From these results, it is understood that according to the present invention, both the longitudinal compressive strength and the transverse compressive strength are remarkably improved as compared with the conventional product, and the effect is further improved by the pressure polymerization.

[0025]

According to the method of the present invention, an artificial tooth root having high strength can be obtained without generating voids due to polymerization shrinkage.

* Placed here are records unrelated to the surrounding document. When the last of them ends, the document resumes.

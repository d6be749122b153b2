pub mod extractors;
pub mod gate;
pub mod keys;
pub mod middleware;
pub mod password;

use lazy_static::lazy_static;
use serde::{Deserialize, Serialize};
use validator::Validate;

// Re-export necessary items
pub use extractors::CurrentUser;
pub use gate::require_staff;
pub use middleware::ApiKeyAuth;
pub use password::{hash_password, verify_password};

lazy_static! {
    // Regex for username validation: alphanumeric, underscores, hyphens
    static ref USERNAME_REGEX: regex::Regex = regex::Regex::new(r"^[a-zA-Z0-9_-]+$").unwrap();
}

/// Represents the payload for a user login request.
#[derive(Debug, Deserialize, Validate)]
pub struct LoginRequest {
    /// Username of the account to authenticate.
    #[validate(length(min = 1))]
    pub username: String,
    /// User's password.
    /// Must be at least 6 characters long.
    #[validate(length(min = 6))]
    pub password: String,
}

/// Represents the payload for a new user registration request.
#[derive(Debug, Deserialize, Validate)]
pub struct RegisterRequest {
    /// Desired username for the new account.
    /// Must be between 3 and 32 characters, alphanumeric, and can include underscores or hyphens.
    #[validate(
        length(min = 3, max = 32),
        regex(
            path = "USERNAME_REGEX",
            message = "Username must be alphanumeric, underscores, or hyphens"
        )
    )]
    pub username: String,
    /// Email address for the new account.
    /// Must be a valid email format.
    #[validate(email)]
    pub email: String,
    /// Password for the new account.
    /// Must be at least 6 characters long.
    #[validate(length(min = 6))]
    pub password: String,
}

/// Response structure after successful authentication (login, registration, or rotation).
/// Contains the bearer API key and the ID of the authenticated user.
///
/// Accounts created through registration are never staff; the privileged flag
/// has no input path on this surface.
#[derive(Debug, Serialize, Deserialize)]
pub struct AuthResponse {
    /// The opaque API key to present as `Authorization: Bearer <key>`.
    pub api_key: String,
    /// The unique identifier of the authenticated user.
    pub user_id: i32,
}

[Brief description of drawings]

FIG. 1 is an explanatory view showing a suitable polymerization step in the method of the present invention.

[Explanation of symbols]

1 container 2 compensation liquid 3 adhesive 4 The part where the adhesive contacts the outside world 5 Artificial tooth root body 6 metal core

─────────────────────────────────────────────────── ─── Continuation of the front page (56) References JP-A-4-348748 (JP, A) JP-A-3-292947 (JP, A) JP-A-63-160666 (JP, A) (58) Field (Int.Cl. ⁷ , DB name) A61C 8/00 A61K 6/04 A61K 6/08

Claims (6)

(57) [Claims] 1. A method for producing an artificial tooth root, which comprises placing an adhesive agent in a concave portion of an artificial tooth root body made of a ceramics sintered body, and then inserting and joining a metal core body, which is caused by polymerization shrinkage of the adhesive agent. A method for producing an artificial dental root, which comprises injecting a compensating liquid containing a polymerizable unsaturated compound and a polymerization initiator into the voids. 2. The method for producing an artificial tooth root according to claim 1, wherein the adhesive agent is an adhesive agent to which the same kind of ceramic powder as that constituting the artificial tooth root body is added as a filler. 3. The method for producing an artificial dental root according to claim 1, wherein the polymerizable unsaturated compound is the same as the monomer component in the adhesive used. 4. The method for producing an artificial dental root according to claim 1, wherein the adhesive is a methacrylate adhesive and the unsaturated compound in the compensation liquid is a methacrylic acid ester. 5. The method for producing an artificial tooth root according to claim 1, wherein the polymerization is carried out under pressure in an inert atmosphere. 6. The method for producing an artificial dental root according to claim 1, wherein the ceramic sintered body has a hydroxyapatite and / or tricalcium phosphate layer on at least the outer surface thereof.